Pour mon pauvre toit, quelle belle cible.
Cette branche-là, je vais la couper
Aujourd'hui peut-être, ou alors demain.
Ce sacré soleil me donne la flemme
Je la couperai... té : après-demain
Et si je peux pas la couper moi-même
Je demanderai à l'ami Tonin
Qui la coupera aussi bien lui-même.
Ce n'est pas qu'on soit feignant par ici
Mais il fait si chaud dans notre Midi.
J'ai de beaux lapins, des lapins superbes
Mais ils ont toujours envie de manger.
Il faut tout le temps leur couper de l'herbe
Et je devrais bien leur en ramasser
Aujourd'hui peut-être, ou alors demain.
Ces sacrés lapins me donnent la flemme.
Je la couperai... té : après-demain
Et si je peux pas la couper moi-même,
Hé bé je lâcherai tous mes beaux lapins
Qui la couperont aussi bien eux-mêmes.
Ce n'est pas qu'on soit feignant par ici
Mais la terre est basse dans notre Midi.
Le soir de mes noces avec Thérèse
Quand on s'est trouvé tout déshabillés
En sentant frémir son beau corps de braise
Je me suis pensé : "Je vais l'embrasser"
Aujourd'hui peut-être, ou alors demain.
Moi les émotions, boudiou, ça me rend tout blême.
Je l'embrasserai... té : après-demain
Et si je peux pas l'embrasser moi-même
Mais soudain ça m'a pris au petit matin.
On est déchaîné chez nous quand on aime
Et deux mois après... j'avais trois petits.

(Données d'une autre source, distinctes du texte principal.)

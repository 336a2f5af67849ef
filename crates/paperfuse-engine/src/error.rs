use std::path::PathBuf;

use thiserror::Error;

#[derive(Debug, Error)]
pub enum EngineError {
    #[error("HTTP error: {0}")]
    Http(#[from] reqwest::Error),

    // The provider name must not be called `source`: thiserror would promote
    // that field to the error's cause.
    #[error("API error from {provider}: HTTP {status}: {body}")]
    Api {
        provider: String,
        status: u16,
        body: String,
    },

    #[error("rate limit from {provider}, retry after {retry_after_secs}s")]
    RateLimited {
        provider: String,
        retry_after_secs: u64,
    },

    #[error("{provider} still failing after {attempts} attempts")]
    RetriesExhausted { provider: String, attempts: u32 },

    #[error("parse error: {0}")]
    Parse(String),

    #[error("checkpoint error: {0}")]
    Checkpoint(String),

    #[error("configuration error: {0}")]
    Config(String),

    #[error("session already active at {0}")]
    SessionLocked(PathBuf),

    #[error("I/O error: {0}")]
    Io(#[from] std::io::Error),

    #[error(transparent)]
    Core(#[from] paperfuse_core::CoreError),

    #[error("fragment channel closed before workers finished")]
    ChannelClosed,
}

impl EngineError {
    /// Whether the condition is worth retrying on a later run. Network-level
    /// failures and rate limiting are transient; a definitive API rejection
    /// or an unparseable payload is not.
    pub fn is_retryable(&self) -> bool {
        match self {
            Self::Http(_) | Self::RateLimited { .. } | Self::RetriesExhausted { .. } => true,
            Self::Api { status, .. } => *status >= 500,
            _ => false,
        }
    }
}

pub type Result<T> = std::result::Result<T, EngineError>;
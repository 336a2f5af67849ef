//! Single-consumer merge engine. All fragment application funnels through
//! one `MergeEngine`, so no locking is needed on the paper set itself.

use std::collections::{BTreeMap, BTreeSet, HashMap};

use crate::error::{CoreError, Result};
use crate::paper::{EnrichmentFragment, FailureKind, Paper, PaperId};

/// What applying a fragment did, for logging at the call site.
#[derive(Debug, Clone, Default, PartialEq, Eq)]
pub struct ApplyOutcome {
    pub records_appended: usize,
    pub identifiers_adopted: usize,
    /// Identifier observations that lost first-write-wins to an earlier source.
    pub identifier_conflicts: usize,
    pub failure: Option<FailureKind>,
}

/// Owns the papers for the duration of a run and applies enrichment
/// fragments to them. Append-only for provenance records, first-write-wins
/// for scalar identifiers.
#[derive(Debug, Default)]
pub struct MergeEngine {
    papers: HashMap<PaperId, Paper>,
    order: Vec<PaperId>,
    enriched: BTreeMap<String, BTreeSet<PaperId>>,
    transient_failures: BTreeMap<String, BTreeSet<PaperId>>,
    permanent_failures: BTreeMap<String, BTreeSet<PaperId>>,
}

impl MergeEngine {
    pub fn new(papers: Vec<Paper>) -> Self {
        let order: Vec<PaperId> = papers.iter().map(|p| p.id.clone()).collect();
        let papers = papers.into_iter().map(|p| (p.id.clone(), p)).collect();
        Self {
            papers,
            order,
            enriched: BTreeMap::new(),
            transient_failures: BTreeMap::new(),
            permanent_failures: BTreeMap::new(),
        }
    }

    /// Restore failure ledgers from a previous session.
    pub fn restore_permanent_failures(&mut self, failures: BTreeMap<String, BTreeSet<PaperId>>) {
        self.permanent_failures = failures;
    }

    pub fn len(&self) -> usize {
        self.papers.len()
    }

    pub fn is_empty(&self) -> bool {
        self.papers.is_empty()
    }

    pub fn get(&self, id: &PaperId) -> Option<&Paper> {
        self.papers.get(id)
    }

    pub fn contains(&self, id: &PaperId) -> bool {
        self.papers.contains_key(id)
    }

    /// Papers in their original input order.
    pub fn snapshot(&self) -> Vec<Paper> {
        self.order
            .iter()
            .filter_map(|id| self.papers.get(id).cloned())
            .collect()
    }

    pub fn enriched_count(&self, source: &str) -> usize {
        self.enriched.get(source).map_or(0, BTreeSet::len)
    }

    pub fn transient_failures(&self) -> &BTreeMap<String, BTreeSet<PaperId>> {
        &self.transient_failures
    }

    pub fn permanent_failures(&self) -> &BTreeMap<String, BTreeSet<PaperId>> {
        &self.permanent_failures
    }

    pub fn is_permanent_failure(&self, source: &str, id: &PaperId) -> bool {
        self.permanent_failures
            .get(source)
            .is_some_and(|set| set.contains(id))
    }

    /// Apply one fragment. Provenance records append unconditionally;
    /// identifier observations additionally attempt the scalar cross-id
    /// fields under first-write-wins.
    pub fn apply(&mut self, fragment: &EnrichmentFragment) -> Result<ApplyOutcome> {
        let paper = self
            .papers
            .get_mut(&fragment.paper_id)
            .ok_or_else(|| CoreError::UnknownPaper(fragment.paper_id.clone()))?;

        let mut outcome = ApplyOutcome::default();

        paper.citations.extend(fragment.citations.iter().cloned());
        paper.abstracts.extend(fragment.abstracts.iter().cloned());
        paper.urls.extend(fragment.urls.iter().cloned());
        outcome.records_appended =
            fragment.citations.len() + fragment.abstracts.len() + fragment.urls.len();

        for record in &fragment.identifiers {
            paper.identifier_history.push(record.clone());
            if paper.ids.observe(&record.value) {
                outcome.identifiers_adopted += 1;
            } else {
                outcome.identifier_conflicts += 1;
            }
        }
        outcome.records_appended += fragment.identifiers.len();

        match &fragment.error {
            None => {
                if !fragment.is_empty() {
                    self.enriched
                        .entry(fragment.source.clone())
                        .or_default()
                        .insert(fragment.paper_id.clone());
                }
            }
            Some(failure) => {
                outcome.failure = Some(failure.kind);
                let ledger = match failure.kind {
                    FailureKind::Transient => &mut self.transient_failures,
                    FailureKind::Permanent => &mut self.permanent_failures,
                };
                ledger
                    .entry(fragment.source.clone())
                    .or_default()
                    .insert(fragment.paper_id.clone());
            }
        }

        Ok(outcome)
    }
}
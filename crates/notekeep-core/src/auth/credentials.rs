use anyhow::{Context, Result};
use keyring::Entry;

const SERVICE_NAME: &str = "notekeep";

/// Optional "remember me" storage for the login password, backed by the OS
/// keychain. Used for a single silent re-login when a restored session has
/// expired; nothing here is required for normal operation.
pub struct CredentialStore;

impl CredentialStore {
    /// Store the password for an account email in the OS keychain
    pub fn store(email: &str, password: &str) -> Result<()> {
        let entry = Entry::new(SERVICE_NAME, email).context("Failed to create keyring entry")?;
        entry
            .set_password(password)
            .context("Failed to store password in keychain")?;
        Ok(())
    }

    /// Retrieve the remembered password for an account email
    pub fn get_password(email: &str) -> Result<String> {
        let entry = Entry::new(SERVICE_NAME, email).context("Failed to create keyring entry")?;
        entry
            .get_password()
            .context("Failed to retrieve password from keychain")
    }

    /// Delete the remembered password for an account email
    pub fn delete(email: &str) -> Result<()> {
        let entry = Entry::new(SERVICE_NAME, email).context("Failed to create keyring entry")?;
        entry
            .delete_credential()
            .context("Failed to delete credential from keychain")?;
        Ok(())
    }

    /// Check whether a password is remembered for an account email
    pub fn has_credentials(email: &str) -> bool {
        Entry::new(SERVICE_NAME, email)
            .map(|entry| entry.get_password().is_ok())
            .unwrap_or(false)
    }
}
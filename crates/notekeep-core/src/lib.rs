//! Core library for notekeep - a client for a personal note-taking REST service.
//!
//! This crate provides:
//! - `api`: the authenticated HTTP client for the auth and notes endpoints
//! - `auth`: session persistence, token expiry validation, credential storage
//! - `models`: wire/domain types for users and notes
//! - `validation`: client-side form validation with field-keyed errors
//! - `config`: application configuration and file locations

pub mod api;
pub mod auth;
pub mod config;
pub mod models;
pub mod validation;

pub use api::{ApiClient, ApiError};
pub use auth::{Session, SessionData};
pub use config::Config;
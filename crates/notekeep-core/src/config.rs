//! Application configuration management.
//!
//! Configuration is stored at `~/.config/notekeep/config.json`; the session
//! file and logs live under the platform cache directory. The API base URL
//! resolves from the `NOTEKEEP_API_URL` environment variable first, then
//! the config file, then the built-in default.

use std::path::PathBuf;

use anyhow::Result;
use serde::{Deserialize, Serialize};

/// Application name used for config/cache directory paths
const APP_NAME: &str = "notekeep";

/// Config file name
const CONFIG_FILE: &str = "config.json";

/// Environment variable overriding the API base URL
const API_URL_ENV: &str = "NOTEKEEP_API_URL";

/// Default API base URL (the service's conventional dev address)
const DEFAULT_API_BASE_URL: &str = "http://localhost:5000/api/v1";

#[derive(Debug, Clone, Serialize, Deserialize, Default)]
pub struct Config {
    pub api_base_url: Option<String>,
    pub last_email: Option<String>,
}

impl Config {
    pub fn load() -> Result<Self> {
        let path = Self::config_path()?;
        if path.exists() {
            let contents = std::fs::read_to_string(&path)?;
            Ok(serde_json::from_str(&contents)?)
        } else {
            Ok(Self::default())
        }
    }

    pub fn save(&self) -> Result<()> {
        let path = Self::config_path()?;
        if let Some(parent) = path.parent() {
            std::fs::create_dir_all(parent)?;
        }
        let contents = serde_json::to_string_pretty(self)?;
        std::fs::write(path, contents)?;
        Ok(())
    }

    /// Resolve the API base URL: environment variable, then config file,
    /// then the default.
    pub fn base_url(&self) -> String {
        std::env::var(API_URL_ENV)
            .ok()
            .filter(|v| !v.trim().is_empty())
            .or_else(|| self.api_base_url.clone())
            .unwrap_or_else(|| DEFAULT_API_BASE_URL.to_string())
    }

    fn config_path() -> Result<PathBuf> {
        let config_dir =
            dirs::config_dir().ok_or_else(|| anyhow::anyhow!("Could not find config directory"))?;
        Ok(config_dir.join(APP_NAME).join(CONFIG_FILE))
    }

    /// Directory for the session file and logs
    pub fn cache_dir(&self) -> Result<PathBuf> {
        let cache_dir =
            dirs::cache_dir().ok_or_else(|| anyhow::anyhow!("Could not find cache directory"))?;
        Ok(cache_dir.join(APP_NAME))
    }
}
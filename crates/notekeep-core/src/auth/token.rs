//! Stateless inspection of bearer tokens.
//!
//! The service issues JWTs in the compact `header.payload.signature` form.
//! The client holds no key material, so the signature is never verified;
//! the only check available client-side is whether the `exp` claim is still
//! in the future. Callers decide what to do with an invalid result
//! (typically: log out).

use base64::engine::general_purpose::URL_SAFE_NO_PAD;
use base64::Engine;
use chrono::{DateTime, TimeZone, Utc};
use serde::Deserialize;

/// The subset of JWT claims the client reads.
#[derive(Debug, Deserialize)]
struct Claims {
    /// Expiry (seconds since epoch)
    exp: i64,
}

/// Decode the expiry claim of a compact JWT.
///
/// Returns `None` for anything that is not a well-formed three-segment
/// token with a base64url payload containing a numeric `exp` claim.
pub fn expires_at(token: &str) -> Option<DateTime<Utc>> {
    let mut segments = token.split('.');
    let _header = segments.next()?;
    let payload = segments.next()?;
    if segments.next().is_none() || payload.is_empty() {
        return None;
    }

    // Tolerate encoders that emit padded base64url.
    let bytes = URL_SAFE_NO_PAD.decode(payload.trim_end_matches('=')).ok()?;
    let claims: Claims = serde_json::from_slice(&bytes).ok()?;

    Utc.timestamp_opt(claims.exp, 0).single()
}

/// Whether the token's expiry claim is in the future right now.
pub fn is_valid_now(token: &str) -> bool {
    match expires_at(token) {
        Some(expiry) => expiry > Utc::now(),
        None => false,
    }
}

Nous sommes les rois dans notre Midi
Quizás hoy
En frente de mi casa hay un pino terrible
Cuya gran rama podría caer.
Para mi pobre techo, qué buen blanco.
Esa rama, la cortaré
Quizás hoy, o tal vez mañana.
Ese maldito sol me da flojera.
La cortaré... sí: pasado mañana.
Y si no puedo cortarla yo mismo
Pediré a mi amigo Tonin
Que la corte él mismo también.
No es que seamos flojos por aquí
Pero hace tanto calor en nuestro Mediodía.
Tengo conejos hermosos, conejos magníficos
Pero siempre tienen hambre.
Siempre hay que cortarles pasto
Y debería recogerles
Quizás hoy, o tal vez mañana.
Esos malditos conejos me dan flojera.
La cortaré... sí: pasado mañana.
Y si no puedo cortarla yo mismo,
Bueno, soltaré a todos mis hermosos conejos
Que la cortarán ellos mismos también.
No es que seamos flojos por aquí
Pero la tierra es dura en nuestro Mediodía.
En la noche de bodas con Thérèse
Cuando nos encontramos desnudos
Al sentir su cuerpo ardiente temblar
Pensé: 'La voy a besar'
Quizás hoy, o tal vez mañana.
Las emociones, caramba, me ponen pálido.
La besaré... sí: pasado mañana.
Y si no puedo besarla yo mismo
Pero de repente, me agarró en la madrugada.
Estamos desatados cuando amamos
Y dos meses después... tenía tres pequeños.